Image Layers and Union Filesystems
A team's Python service image is 2.1 GB. Their application code is 80 MB. Someone asks on Slack: "Why is our image 25x bigger than our code?" The first answer is "Python is heavy." The next is "base images are big." Neither is wrong, but neither is the real story either. The real story is that Docker images are built from layers — one per instruction in the Dockerfile — and each layer is permanent. Installing build tools, then deleting them in a later layer, does not reduce the image size; the deleted files are still sitting in the earlier layer, shipped with every pull. The 2 GB image is the sum of every tool that was ever installed during the build, even if the final
RUNcommand deleted them.Understanding image layers is the difference between "my image is slow and big, and I do not know why" and "I can cut this image from 1.2 GB to 80 MB with three specific changes." This lesson explains how OverlayFS stacks layers, how Docker uses that to make image pulls fast, and the specific patterns that control image size in practice.
What an Image Actually Is
A container image is not a single file.

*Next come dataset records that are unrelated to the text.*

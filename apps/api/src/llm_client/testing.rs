//! Scripted `TextGenerator` for unit tests.

use std::collections::VecDeque;
use std::sync::atomic::{AtomicUsize, Ordering};
use std::sync::Mutex;

use async_trait::async_trait;

use super::{LlmError, TextGenerator};

#[derive(Debug, Clone)]
pub enum Reply {
    Text(String),
    Fail,
    /// Never resolves; exercises caller timeouts.
    Hang,
}

/// Pops one scripted reply per call. Once the script runs out every call fails.
#[derive(Debug, Default)]
pub struct ScriptedGenerator {
    replies: Mutex<VecDeque<Reply>>,
    calls: AtomicUsize,
}

impl ScriptedGenerator {
    pub fn new(replies: Vec<Reply>) -> Self {
        Self {
            replies: Mutex::new(replies.into()),
            calls: AtomicUsize::new(0),
        }
    }

    pub fn text(text: &str) -> Self {
        Self::new(vec![Reply::Text(text.to_string())])
    }

    pub fn failing() -> Self {
        Self::new(Vec::new())
    }

    pub fn calls(&self) -> usize {
        self.calls.load(Ordering::SeqCst)
    }
}

#[async_trait]
impl TextGenerator for ScriptedGenerator {
    async fn generate(&self, _prompt: &str, _system: &str) -> Result<String, LlmError> {
        self.calls.fetch_add(1, Ordering::SeqCst);
        let next = self.replies.lock().unwrap().pop_front();
        match next {
            Some(Reply::Text(text)) => Ok(text),
            Some(Reply::Hang) => std::future::pending().await,
            Some(Reply::Fail) | None => Err(LlmError::Api {
                status: 500,
                message: "scripted failure".to_string(),
            }),
        }
    }
}
use axum::{
    extract::{Path, State},
    http::StatusCode,
    Json,
};
use serde::Deserialize;
use uuid::Uuid;

use crate::errors::AppError;
use crate::screening::models::ConversationState;
use crate::screening::service::{CompletedProfile, SessionCreated, TranscriptExport, TurnResponse};
use crate::state::AppState;

#[derive(Debug, Deserialize)]
pub struct SendMessageRequest {
    pub session_id: Uuid,
    pub message: String,
}

/// POST /api/v1/chat/session
pub async fn handle_create_session(
    State(state): State<AppState>,
) -> Result<(StatusCode, Json<SessionCreated>), AppError> {
    let created = state.screening.create_session().await?;
    Ok((StatusCode::CREATED, Json(created)))
}

/// GET /api/v1/chat/session/:id
pub async fn handle_get_session(
    State(state): State<AppState>,
    Path(id): Path<Uuid>,
) -> Result<Json<ConversationState>, AppError> {
    Ok(Json(state.screening.get_session(id).await?))
}

/// GET /api/v1/chat/session/:id/export
pub async fn handle_export_session(
    State(state): State<AppState>,
    Path(id): Path<Uuid>,
) -> Result<Json<TranscriptExport>, AppError> {
    Ok(Json(state.screening.transcript_export(id).await?))
}

/// POST /api/v1/chat/send
pub async fn handle_send_message(
    State(state): State<AppState>,
    Json(req): Json<SendMessageRequest>,
) -> Result<Json<TurnResponse>, AppError> {
    let turn = state
        .screening
        .send_turn(req.session_id, &req.message)
        .await?;
    Ok(Json(turn))
}

/// GET /api/v1/candidates
pub async fn handle_list_candidates(
    State(state): State<AppState>,
) -> Result<Json<Vec<CompletedProfile>>, AppError> {
    Ok(Json(state.screening.completed_profiles().await?))
}
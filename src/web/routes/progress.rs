use axum::{extract::State, http::StatusCode, response::IntoResponse, routing::get, Json, Router};
use uuid::Uuid;

use crate::{
    model::{
        DatabaseResult, ResourceType, ResourceTyped,
        entity::{LessonProgress, QuizAttempt},
    },
    web::{
        AppState, ErrorResponse, PathParams, WebError, WebResult,
        dto::progress::UserProgressResponse,
    },
};

pub fn routes<S>(state: AppState) -> Router<S> {
    Router::new()
        .route("/user_progress/{user_id}", get(progress_get_handler))
        .with_state(state)
}

#[utoipa::path(
    get,
    path = "/user_progress/{user_id}",
    description = "Get progress counters of a user. Unknown users simply have zero activity",
    params(
        ("user_id" = Uuid, Path, description = "ID of the user")
    ),
    responses(
        (status = 200, description = "Progress found", body = UserProgressResponse),
        (status = 400, description = "Malformed user id", body = ErrorResponse),
        (status = 500, description = "Internal server error", body = ErrorResponse),
    ),
    tag = "progress"
)]
async fn progress_get_handler(
    State(state): State<AppState>,
    PathParams(user_id): PathParams<Uuid>,
) -> WebResult<impl IntoResponse> {
    let mm = state.mm();

    let (lessons_completed, quizzes_attempted, correct_answers) = tokio::try_join!(
        count(
            LessonProgress::get_resource_type(),
            LessonProgress::count_completed(mm, user_id)
        ),
        count(
            QuizAttempt::get_resource_type(),
            QuizAttempt::count_for_user(mm, user_id)
        ),
        count(
            QuizAttempt::get_resource_type(),
            QuizAttempt::count_correct_for_user(mm, user_id)
        ),
    )?;

    let res = UserProgressResponse::new(
        user_id,
        lessons_completed,
        quizzes_attempted,
        correct_answers,
    );

    Ok((StatusCode::OK, Json(res)))
}

/// Tags a failed counter with the table it reads from.
async fn count<F>(resource_type: ResourceType, query: F) -> WebResult<i64>
where
    F: Future<Output = DatabaseResult<i64>>,
{
    query
        .await
        .map_err(|e| WebError::resource_fetch_error(resource_type, e))
}
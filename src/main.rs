use lingua::{error::run_with_error_handler, run};

#[tokio::main]
#[tracing::instrument]
async fn main() {
    run_with_error_handler(run).await;
}
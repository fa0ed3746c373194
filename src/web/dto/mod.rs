use serde::Serialize;

pub mod flashcards;
pub mod lessons;
pub mod progress;
pub mod quizzes;
pub mod user;

#[derive(Debug, Serialize, utoipa::ToSchema)]
pub struct MessageResponse {
    message: String,
}

impl MessageResponse {
    pub fn new<S: Into<String>>(message: S) -> Self {
        Self {
            message: message.into(),
        }
    }
}
use axum::{Json, Router, extract::State, http::StatusCode, response::IntoResponse, routing::get};

use crate::{
    model::{ResourceTyped, entity::Flashcard},
    web::{
        AppState, ErrorResponse, PathParams, WebError, WebResult,
        dto::flashcards::FlashcardsResponse,
    },
};

pub fn routes<S>(state: AppState) -> Router<S> {
    Router::new()
        .route("/flashcards/{language}", get(flashcards_by_language_handler))
        .route("/flashcards/{language}/{level}", get(flashcards_by_level_handler))
        .with_state(state)
}

#[utoipa::path(
    get,
    path = "/flashcards/{language}",
    description = "Lists every flashcard of a language",
    params(
        ("language" = String, Path, description = "Language of the flashcards")
    ),
    responses(
        (status = 200, description = "Matching flashcards, possibly none", body = FlashcardsResponse),
        (status = 500, description = "Internal server error", body = ErrorResponse),
    ),
    tag = "flashcards"
)]
async fn flashcards_by_language_handler(
    State(state): State<AppState>,
    PathParams(language): PathParams<String>,
) -> WebResult<impl IntoResponse> {
    let cards = Flashcard::find_by_language(state.mm(), &language)
        .await
        .map(FlashcardsResponse::from_entities)
        .map_err(|e| WebError::resource_fetch_error(Flashcard::get_resource_type(), e))?;

    Ok((StatusCode::OK, Json(cards)))
}

#[utoipa::path(
    get,
    path = "/flashcards/{language}/{level}",
    description = "Lists flashcards of a language narrowed to one level",
    params(
        ("language" = String, Path, description = "Language of the flashcards"),
        ("level" = String, Path, description = "Proficiency level")
    ),
    responses(
        (status = 200, description = "Matching flashcards, possibly none", body = FlashcardsResponse),
        (status = 500, description = "Internal server error", body = ErrorResponse),
    ),
    tag = "flashcards"
)]
async fn flashcards_by_level_handler(
    State(state): State<AppState>,
    PathParams((language, level)): PathParams<(String, String)>,
) -> WebResult<impl IntoResponse> {
    let cards = Flashcard::find_by_language_and_level(state.mm(), &language, &level)
        .await
        .map(FlashcardsResponse::from_entities)
        .map_err(|e| WebError::resource_fetch_error(Flashcard::get_resource_type(), e))?;

    Ok((StatusCode::OK, Json(cards)))
}
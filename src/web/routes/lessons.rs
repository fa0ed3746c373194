use axum::routing::post;
use axum::Json;
use axum::{extract::State, response::IntoResponse, routing::get, Router};
use axum::http::StatusCode;

use crate::model::entity::{Lesson, LessonProgress, LessonProgressCreate};
use crate::model::{Repository, ResourceTyped};
use crate::web::dto::MessageResponse;
use crate::web::dto::lessons::{CompleteLessonRequest, LessonsResponse};
use crate::web::{required, AppState, ErrorResponse, JsonBody, PathParams, WebError, WebResult};

pub fn routes<S>(state: AppState) -> Router<S> {
    Router::new()
        .route("/lessons/{language}/{level}", get(lessons_list_handler))
        .route("/complete_lesson", post(lessons_complete_handler))
        .with_state(state)
}

#[utoipa::path(
    get,
    path = "/lessons/{language}/{level}",
    description = "Lists lessons for a language and level",
    params(
        ("language" = String, Path, description = "Language of the lessons, e.g. `spanish`"),
        ("level" = String, Path, description = "Proficiency level, e.g. `beginner`")
    ),
    responses(
        (status = 200, description = "Matching lessons, possibly none", body = LessonsResponse),
        (status = 500, description = "Internal server error", body = ErrorResponse),
    ),
    tag = "lessons"
)]
async fn lessons_list_handler(
    State(state): State<AppState>,
    PathParams((language, level)): PathParams<(String, String)>,
) -> WebResult<impl IntoResponse> {
    let lessons = Lesson::find_by_language_and_level(state.mm(), &language, &level)
        .await
        .map(LessonsResponse::from_entities)
        .map_err(|e| WebError::resource_fetch_error(Lesson::get_resource_type(), e))?;

    Ok((StatusCode::OK, Json(lessons)))
}

#[utoipa::path(
    post,
    path = "/complete_lesson",
    description = "Records a lesson completion. Neither the lesson nor earlier completions are checked",
    request_body = CompleteLessonRequest,
    responses(
        (status = 200, description = "Lesson marked", body = MessageResponse),
        (status = 400, description = "Required field is missing", body = ErrorResponse),
        (status = 500, description = "Internal server error", body = ErrorResponse),
    ),
    tag = "lessons"
)]
async fn lessons_complete_handler(
    State(state): State<AppState>,
    JsonBody(payload): JsonBody<CompleteLessonRequest>,
) -> WebResult<impl IntoResponse> {
    let user_id = required(payload.user_id, "user_id")?;
    let lesson_id = required(payload.lesson_id, "lesson_id")?;

    LessonProgress::create(state.mm(), LessonProgressCreate::new(user_id, lesson_id))
        .await
        .map_err(|e| WebError::resource_fetch_error(LessonProgress::get_resource_type(), e))?;

    Ok((StatusCode::OK, Json(MessageResponse::new("Lesson marked as completed"))))
}
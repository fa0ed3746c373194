use thiserror::Error;

pub type CryptResult<T> = std::result::Result<T, CryptError>;

#[derive(Debug, Error)]
pub enum CryptError {
    #[error("argon2 error: {0}")]
    Argon2Error(#[from] argon2::password_hash::Error),
    /// Stored value is not a PHC string, e.g. a row written before hashing was introduced.
    #[error("stored password hash is malformed: {0}")]
    MalformedHash(argon2::password_hash::Error),
}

It is:
- A manifest (JSON) — lists layers, their digests, and their order.
- A config (JSON) — command to run, environment, ports, labels.
- A set of layers — each is a tarball (usually gzipped) containing the files added/changed/deleted by one Dockerfile instruction.
When you docker pull nginx:1.25, Docker fetches the manifest, reads the list of layers, downloads each layer as a gzipped tarball, and unpacks each into /var/lib/docker/overlay2/.
# Inspect an image's layers
docker pull nginx:1.25-alpine
docker inspect nginx:1.25-alpine --format='{{range .RootFS.Layers}}{{println .}}{{end}}'
# sha256:a2abf6c4d29d43a4bf9fbb769f524d0fb36a2edab49819c1bf3e76f409f953ea
# sha256:e1e3d4a7b38fb4b99bfae3b26f27d2c8c33d3d35a16f0f6aa7d3e2f0b7f8e0c2
# sha256:40d9ed1bfe29a7c30ba08b4d5a46f0cf7a32f4f2d5f7a1e0d4ce3e4a1e7d4f5a
# ... (7 layers total)
# Each layer's size
docker history nginx:1.25-alpine --no-trunc
# IMAGE CREATED CREATED BY SIZE
# <missing> 2 weeks ago CMD ["nginx" "-g" "daemon off;"] 0B
# <missing> 2 weeks ago STOPSIGNAL SIGQUIT 0B
# <missing> 2 weeks ago EXPOSE 80 0B
# <missing> 2 weeks ago ENTRYPOINT ["docker-entrypoint..." 0B
# <missing> 2 weeks ago COPY 30-tune-worker-processes.sh 4.62kB
# <missing> 2 weeks ago COPY docker-entrypoint.sh /docker 1.62kB
# <missing> 2 weeks ago RUN /bin/sh -c set -x && ... 13.3MB
# <missing> 2 weeks ago ENV NGINX_VERSION=1.25.3 0B
# <missing> 2 weeks ago /bin/sh -c #(nop) CMD ["/bin/sh"] 0B
# <missing> 2 weeks ago ADD file:1d2e2f0c0... in / 7.38MB ← base alpine
Every line is a layer or a zero-byte metadata change. Each instruction in the Dockerfile produces one layer.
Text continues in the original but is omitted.